The epidemiology of migraine in the United States, and the patterns of migraine treatment in the population were assessed and contrasted with current treatment recommendations in a study at Albert Einstein College of Medicine and Montefiore Headache Center, Bronx, NY; The New England Center for Headache, Stamford, CT; Diamond Headache Center, Chicago, IL; Vedanta Research, Chapel Hill, NC; and Geisinger Clinic, Danville, PA. Responses to a headache questionnaire were obtained in 162,576 household members aged 12 years or older with a history of severe headache. Response rates were 65% for the total screened population; 62% in men, and 64% among women. Response rates were higher in white than in black individuals and in those older than 50 years. ICHD-2 criteria for migraine were met by 18,968 individuals; the adjusted 1-year period prevalence estimate was 11.7% (5.6% in men and 17.1% in women). Prevalence peaked in middle life and was lower in adolescents and those older than age 60 years. In adolescents aged 12-17 years, prevalence rates were 4.9% in males and 7.3% in females. The majority of migraineurs (62.7%) had 1 to 4 headache days per month, and 25.3% had missed at least 1 day of school/work in a 3-month period, due to headache. Most (63.7%) were classified as MIDAS (migraine disability assessment) grade 1 (no or little migraine-related disability); 22% had moderate or severe disability levels (MIDAS grades 3 or 4). Based on a headache panel of expert recommendations and degree of impairment, 25.7% migraineurs should have been offered preventive treatment, and in 13.1%, treatment should have been considered. In this survey, only 12.4% reported current use of daily preventive medication. Of 43.3% who had never used preventive treatment, one third (32.4%) met expert guidelines for offering it (19.3%) or considering it (13.1%). The epidemiologic profile of migraine in the past 15 years has not changed. One in 4 migraineurs should be treated but many do not receive it. [1]

COMMENT. Criteria for preventive treatment recommended as a benchmark by an expert panel are based on the headache frequency and degree of impairment. If headaches occur more than 2 days per month and result in severe impairment, or more than 3 days with some impairment, treatment should be offered. The authors stress, however, that in practice, the decision to treat is dependent on several factors. The study shows that migraine preventive therapy is underutilized. Whereas 39% of patients meet criteria for offering or considering preventive medication, only 12% of those responding to this survey currently receive it.

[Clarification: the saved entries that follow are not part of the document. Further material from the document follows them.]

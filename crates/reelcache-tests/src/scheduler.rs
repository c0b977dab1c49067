//! Integration tests for the cache scheduler driving real worker threads.

use parking_lot::Mutex;
use reelcache_cache::CacheMode;
use reelcache_core::{
    Buffer, BufferId, CacheError, Frame, FrameBounds, IdTree, NodeKey, Playback, Result,
};
use reelcache_scheduler::{
    AccessReport, CacheScheduler, EvalContext, Evaluator, ImageResult, OutputProducer,
    SchedulerConfig, ThreadRole, WorkerState,
};
use std::collections::{BTreeSet, HashSet};
use std::sync::atomic::{AtomicBool, AtomicUsize, Ordering};
use std::sync::Arc;
use std::thread;
use std::time::Duration;

const FRAME: usize = 100;
const IDLE: Duration = Duration::from_secs(10);

// ── Helpers ────────────────────────────────────────────────────

/// Synthetic clip: one plate per frame, with knobs for decode time,
/// seek cost, a corrupt frame and a matte layer added mid-session.
#[derive(Default)]
struct Reel {
    decode_time: Duration,
    slow_seek: bool,
    corrupt: Option<Frame>,
    matte: AtomicBool,
    /// Set when the graph changes; the next cache-only pass misses.
    graph_changed: AtomicBool,
    cache_only: AtomicUsize,
    log: Mutex<Vec<(Frame, ThreadRole)>>,
    in_flight: Mutex<HashSet<Frame>>,
    overlaps: AtomicUsize,
}

impl Reel {
    fn evaluated(&self) -> Vec<Frame> {
        self.log.lock().iter().map(|&(f, _)| f).collect()
    }

    fn ids(&self, frame: Frame) -> Vec<BufferId> {
        let mut ids = vec![BufferId::from(format!("plate.{frame}"))];
        if self.matte.load(Ordering::SeqCst) {
            ids.push(BufferId::from(format!("matte.{frame}")));
        }
        ids
    }

    fn add_matte_layer(&self) {
        self.matte.store(true, Ordering::SeqCst);
        self.graph_changed.store(true, Ordering::SeqCst);
    }

    fn roles(&self) -> BTreeSet<String> {
        self.log
            .lock()
            .iter()
            .map(|(_, role)| format!("{role:?}"))
            .collect()
    }
}

impl Evaluator for Reel {
    fn evaluate(&self, frame: Frame, ctx: &EvalContext) -> Result<ImageResult> {
        if !ctx.allow_eval {
            self.cache_only.fetch_add(1, Ordering::SeqCst);
            if self.graph_changed.swap(false, Ordering::SeqCst) {
                return Err(CacheError::CacheMiss);
            }
            return Ok(ImageResult::cached(self.ids(frame)));
        }
        if !self.in_flight.lock().insert(frame) {
            self.overlaps.fetch_add(1, Ordering::SeqCst);
        }
        if !self.decode_time.is_zero() {
            thread::sleep(self.decode_time);
        }
        self.in_flight.lock().remove(&frame);
        self.log.lock().push((frame, ctx.role));

        if self.corrupt == Some(frame) {
            return Err(CacheError::Evaluation(format!("corrupt packet in frame {frame}")));
        }
        Ok(ImageResult::new(
            self.ids(frame)
                .into_iter()
                .map(|id| Buffer::with_size(id, FRAME))
                .collect(),
        ))
    }

    fn test_evaluate(&self, _frame: Frame) -> Result<AccessReport> {
        Ok(AccessReport {
            poor_random_access: self.slow_seek,
        })
    }

    fn evaluate_identifier(&self, frame: Frame) -> Result<IdTree> {
        Ok(IdTree::from_ids(self.ids(frame)))
    }

    fn evaluate_output(&self, node: &NodeKey, _ctx: &EvalContext) -> Result<Option<Buffer>> {
        Ok(Some(Buffer::with_size(format!("{}.png", node.as_str()), 64)))
    }
}

struct Thumbnail;

impl OutputProducer for Thumbnail {
    fn producer_key(&self) -> NodeKey {
        NodeKey::new("thumbnail")
    }

    fn is_cacheable_output_producer(&self) -> bool {
        true
    }

    fn tag(&self) -> &str {
        "bin thumbnail"
    }
}

fn start(reel: Reel, workers: usize, frames: usize) -> (CacheScheduler, Arc<Reel>) {
    let mut config = SchedulerConfig {
        worker_threads: workers,
        ..Default::default()
    };
    config.mode_sizes.set(CacheMode::Buffer, frames * FRAME);
    config.mode_sizes.set(CacheMode::Greedy, frames * FRAME);

    let reel = Arc::new(reel);
    let scheduler = CacheScheduler::new(config, reel.clone()).unwrap();
    (scheduler, reel)
}

fn cached(scheduler: &CacheScheduler) -> Vec<Frame> {
    scheduler.lock_cache().cached_frames().collect()
}

/// Buffer mode over `[0, 100)` from frame 0, display frame admitted, run
/// to completion.
fn fill_from_start(scheduler: &CacheScheduler) {
    scheduler.set_caching_mode(CacheMode::Buffer, FrameBounds::new(0, 100), Playback::at(0));
    scheduler.evaluate_for_display(0).unwrap();
    assert!(scheduler.wait_until_idle(IDLE));
}

// ── Look-ahead ─────────────────────────────────────────────────

#[test]
fn look_ahead_fill_is_contiguous_from_display() {
    let (scheduler, _) = start(Reel::default(), 1, 10);
    fill_from_start(&scheduler);

    let frames = cached(&scheduler);
    assert!(!frames.is_empty() && frames.len() <= 10, "{frames:?}");
    assert_eq!(frames, (0..frames.len() as Frame).collect::<Vec<_>>());

    let cache = scheduler.lock_cache();
    assert!(cache.used() <= cache.capacity());
    cache.check_consistency().unwrap();
}

#[test]
fn jump_admits_display_and_refills_around_it() {
    let (scheduler, _) = start(Reel::default(), 2, 10);
    fill_from_start(&scheduler);

    let shown = scheduler.evaluate_for_display(50).unwrap();
    assert!(!shown.from_cache);
    assert!(scheduler.wait_until_idle(IDLE));

    let cache = scheduler.lock_cache();
    assert!(cache.is_frame_cached(50));
    assert!(cache.is_frame_cached(51));
    let near = (51..56).filter(|&f| cache.is_frame_cached(f)).count();
    let far = (1..6).filter(|&f| cache.is_frame_cached(f)).count();
    assert!(near > far, "near {near} far {far}");
    cache.check_consistency().unwrap();
}

#[test]
fn cached_display_frame_skips_evaluation() {
    let (scheduler, reel) = start(Reel::default(), 1, 10);
    fill_from_start(&scheduler);
    let before = reel.evaluated().len();
    let passes = reel.cache_only.load(Ordering::SeqCst);

    let shown = scheduler.evaluate_for_display(3).unwrap();
    assert!(shown.from_cache);
    assert_eq!(shown.buffers[0].id().as_str(), "plate.3");
    assert_eq!(reel.cache_only.load(Ordering::SeqCst), passes + 1);
    assert!(scheduler.wait_until_idle(IDLE));
    assert!(reel.evaluated()[before..].iter().all(|&f| f != 3));
}

#[test]
fn stale_cached_display_frame_is_reevaluated() {
    let (scheduler, reel) = start(Reel::default(), 1, 10);
    fill_from_start(&scheduler);
    assert!(scheduler.lock_cache().is_frame_cached(3));
    let passes = reel.cache_only.load(Ordering::SeqCst);

    reel.add_matte_layer();
    let shown = scheduler.evaluate_for_display(3).unwrap();
    assert!(!shown.from_cache);
    assert_eq!(shown.buffers.len(), 2);
    assert_eq!(reel.cache_only.load(Ordering::SeqCst), passes + 1);
    assert!(reel
        .log
        .lock()
        .iter()
        .any(|&(f, role)| f == 3 && role == ThreadRole::Display));
    assert!(scheduler.wait_until_idle(IDLE));

    let cache = scheduler.lock_cache();
    assert!(cache.is_frame_cached(3));
    assert_eq!(cache.frame_ids(3).len(), 2);
    cache.check_consistency().unwrap();
    drop(cache);

    let again = scheduler.evaluate_for_display(3).unwrap();
    assert!(again.from_cache);
    assert_eq!(again.buffers.len(), 2);
}

#[test]
fn changed_identities_are_caught_without_a_miss() {
    let (scheduler, reel) = start(Reel::default(), 1, 10);
    fill_from_start(&scheduler);
    reel.matte.store(true, Ordering::SeqCst);

    let shown = scheduler.evaluate_for_display(2).unwrap();
    assert!(!shown.from_cache);
    assert_eq!(shown.buffers.len(), 2);
    assert!(scheduler.lock_cache().is_frame_cached(2));
}

// ── Region ─────────────────────────────────────────────────────

#[test]
fn greedy_region_fills_before_outside_frames() {
    let (scheduler, reel) = start(Reel::default(), 1, 20);
    let bounds = FrameBounds::new(0, 100).with_region(10, 20);
    scheduler.set_caching_mode(CacheMode::Greedy, bounds, Playback::at(0));
    assert!(scheduler.wait_until_idle(IDLE));

    assert_eq!(cached(&scheduler), (10..20).collect::<Vec<_>>());
    assert!(reel.evaluated().iter().all(|&f| (10..20).contains(&f)));
}

#[test]
fn greedy_region_under_pressure_keeps_in_point_side() {
    let (scheduler, _) = start(Reel::default(), 1, 4);
    let bounds = FrameBounds::new(0, 100).with_region(10, 20);
    scheduler.set_caching_mode(CacheMode::Greedy, bounds, Playback::at(0));
    assert!(scheduler.wait_until_idle(IDLE));

    assert_eq!(cached(&scheduler), vec![10, 11, 12, 13]);
}

#[test]
fn moving_in_point_under_pressure_caches_new_in_point() {
    let (scheduler, _) = start(Reel::default(), 1, 4);
    let bounds = FrameBounds::new(0, 100).with_region(10, 20);
    scheduler.set_caching_mode(CacheMode::Greedy, bounds, Playback::at(0));
    assert!(scheduler.wait_until_idle(IDLE));
    assert_eq!(cached(&scheduler), vec![10, 11, 12, 13]);

    scheduler.set_caching_mode(CacheMode::Greedy, bounds.with_region(8, 20), Playback::at(0));
    assert!(scheduler.wait_until_idle(IDLE));
    assert_eq!(cached(&scheduler), vec![8, 9, 10, 11]);
    scheduler.lock_cache().check_consistency().unwrap();
}

#[test]
fn switching_to_greedy_on_same_range_keeps_cached_set() {
    let (scheduler, _) = start(Reel::default(), 1, 10);
    fill_from_start(&scheduler);
    let before = cached(&scheduler);

    scheduler.set_caching_mode(CacheMode::Greedy, FrameBounds::new(0, 100), Playback::at(0));
    assert!(scheduler.wait_until_idle(IDLE));

    assert_eq!(scheduler.mode(), CacheMode::Greedy);
    assert_eq!(cached(&scheduler), before);
}

// ── Concurrency ────────────────────────────────────────────────

#[test]
fn concurrent_workers_never_share_a_frame() {
    let reel = Reel {
        decode_time: Duration::from_millis(2),
        ..Default::default()
    };
    let (scheduler, reel) = start(reel, 4, 40);
    scheduler.set_caching_mode(CacheMode::Buffer, FrameBounds::new(0, 200), Playback::at(0));
    assert!(scheduler.wait_until_idle(IDLE));

    assert_eq!(reel.overlaps.load(Ordering::SeqCst), 0);
    assert!(reel.evaluated().len() >= 4);

    let cache = scheduler.lock_cache();
    assert!(cache.frames_being_cached().is_empty());
    cache.check_consistency().unwrap();
    drop(cache);
    assert!(scheduler
        .worker_states()
        .iter()
        .all(|&s| s == WorkerState::Idle));
}

#[test]
fn playback_changes_while_workers_run() {
    let reel = Reel {
        decode_time: Duration::from_millis(1),
        ..Default::default()
    };
    let (scheduler, _) = start(reel, 3, 20);
    scheduler.set_caching_mode(CacheMode::Buffer, FrameBounds::new(0, 300), Playback::at(0));
    for frame in (0..60).step_by(3) {
        scheduler.evaluate_for_display(frame).unwrap();
        scheduler.set_playback(Playback::at(frame).with_inc(1));
    }
    assert!(scheduler.wait_until_idle(IDLE));

    // The display thread may decode a frame a worker has claimed, so only
    // the cache's own bookkeeping is checked here.
    let cache = scheduler.lock_cache();
    assert!(cache.is_frame_cached(57));
    assert!(cache.frames_being_cached().is_empty());
    cache.check_consistency().unwrap();
}

#[test]
fn slow_media_is_read_by_one_worker() {
    let reel = Reel {
        slow_seek: true,
        ..Default::default()
    };
    let (scheduler, reel) = start(reel, 3, 10);
    scheduler.set_caching_mode(CacheMode::Buffer, FrameBounds::new(0, 100), Playback::at(0));
    assert!(scheduler.wait_until_idle(IDLE));

    assert!(scheduler.is_slow_media());
    assert!(!reel.evaluated().is_empty());
    assert_eq!(reel.roles(), BTreeSet::from([format!("{:?}", ThreadRole::Worker(0))]));
    assert!(scheduler.lock_cache().frames_being_cached().is_empty());
}

// ── Failures ───────────────────────────────────────────────────

#[test]
fn failed_frame_is_abandoned_without_spinning() {
    let reel = Reel {
        corrupt: Some(3),
        ..Default::default()
    };
    let (scheduler, reel) = start(reel, 1, 10);
    fill_from_start(&scheduler);

    let cache = scheduler.lock_cache();
    assert!(cache.is_frame_cached(2));
    assert!(!cache.is_frame_cached(3));
    assert!(cache.frames_being_cached().is_empty());
    drop(cache);
    assert!(reel.evaluated().iter().filter(|&&f| f == 3).count() <= 2);
}

#[test]
fn budget_cut_evicts_farthest_frames() {
    let (scheduler, _) = start(Reel::default(), 1, 10);
    fill_from_start(&scheduler);

    scheduler.set_cache_mode_size(CacheMode::Buffer, 4 * FRAME);
    assert!(scheduler.wait_until_idle(IDLE));

    let cache = scheduler.lock_cache();
    assert!(cache.used() <= cache.capacity());
    assert!(cache.is_frame_cached(0));
    assert!(cache.is_frame_cached(1));
    assert!(!cache.is_frame_cached(9));
}

// ── Reconciliation ─────────────────────────────────────────────

#[test]
fn view_change_promotes_without_decoding() {
    let (scheduler, reel) = start(Reel::default(), 1, 10);
    fill_from_start(&scheduler);
    let before = cached(&scheduler);
    let evaluations = reel.evaluated().len();

    scheduler.set_view_changed();
    scheduler.dispatch_caching_threads(Playback::at(0));
    assert!(scheduler.wait_until_idle(IDLE));

    let after = cached(&scheduler);
    assert!(before.iter().all(|f| after.contains(f)), "{before:?} {after:?}");
    assert!(reel.evaluated()[evaluations..]
        .iter()
        .all(|f| !before.contains(f)));
    scheduler.lock_cache().check_consistency().unwrap();
}

#[test]
fn flush_by_pattern_is_refilled() {
    let (scheduler, _) = start(Reel::default(), 1, 10);
    fill_from_start(&scheduler);

    assert_eq!(scheduler.flush_ids_containing(&["plate.4"]), 1);
    assert!(scheduler.wait_until_idle(IDLE));
    assert!(scheduler.lock_cache().is_frame_cached(4));
}

#[test]
fn cacheable_output_lands_in_per_node_cache() {
    let (scheduler, _) = start(Reel::default(), 2, 10);
    assert!(scheduler.push_cacheable_output(&Thumbnail));
    assert!(scheduler.wait_until_idle(IDLE));

    let cache = scheduler.lock_cache();
    let held = cache.per_node_contents(&NodeKey::new("thumbnail")).unwrap();
    assert_eq!(held.id().as_str(), "thumbnail.png");
}

#[test]
fn stats_report_look_ahead() {
    let (scheduler, _) = start(Reel::default(), 1, 10);
    fill_from_start(&scheduler);

    let stats = scheduler.cache_stats();
    assert_eq!(stats.capacity, 10 * FRAME);
    assert!(stats.used <= stats.capacity);
    assert_eq!(stats.cached_frame_count(), cached(&scheduler).len());
    assert!(stats.look_ahead_seconds > 0.0);
}

#[test]
fn every_worker_publishes_stats_when_its_pass_ends() {
    let mut config = SchedulerConfig {
        worker_threads: 3,
        stats_interval_ms: 60_000,
        ..Default::default()
    };
    config.mode_sizes.set(CacheMode::Buffer, 10 * FRAME);
    let scheduler = CacheScheduler::new(config, Arc::new(Reel::default())).unwrap();
    fill_from_start(&scheduler);
    assert_eq!(scheduler.flush_ids_containing(&["plate.1"]), 1);
    assert!(scheduler.wait_until_idle(IDLE));

    let published = scheduler.published_stats();
    let cache = scheduler.lock_cache();
    assert_eq!(published.used, cache.used());
    assert_eq!(published.cached_frame_count(), cache.cached_frame_count());
}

Lack of proven efficacy reported by a panel of experts is one plausible reason for the under use of preventive medications in migraine. Of 12 agents reviewed by Committees of the Child Neurology Society and AAN, only one, the calcium channel blocker, flunarizine, which is unavailable in the US, has shown significant benefit in double-blind, placebocontrolled, crossover trial. Trials of antiepileptic medications, antidepressants, antihistamines, and antihypertensive agents have provided insufficient data, conflicting results, or have failed to demonstrate any effect [2]. Perhaps the criteria employed by this panel of neurologists were too stringent. A more promising assessment of the effectiveness of propranolol, amitryptyline, and antiepileptic medications is provided by some reviewers. [3]

Genetic spectrum of familial hemiplegic migraine in a Danish population [4]. A total of 147 FHM patients from 44 different families were identified. Linkage analysis of 43 families shows clear linkage to the FHM locus (FHM1) on chromosome 19, supportive linkage to the FHM2 locus, and no linkage to the FHM3 locus. Only 6 (14%) of 42 FHM families have FHM mutations in the CACNA1A or ATP1A2 gene. None has mutation in the SCN1A gene. FHM is generally caused by mutations in genes other than the CACNA1A, ATP1A2 and SCN1A genes. In most large families, FHM has an autosomal dominant inheritance with perhaps more locus heterogeneity than described previously.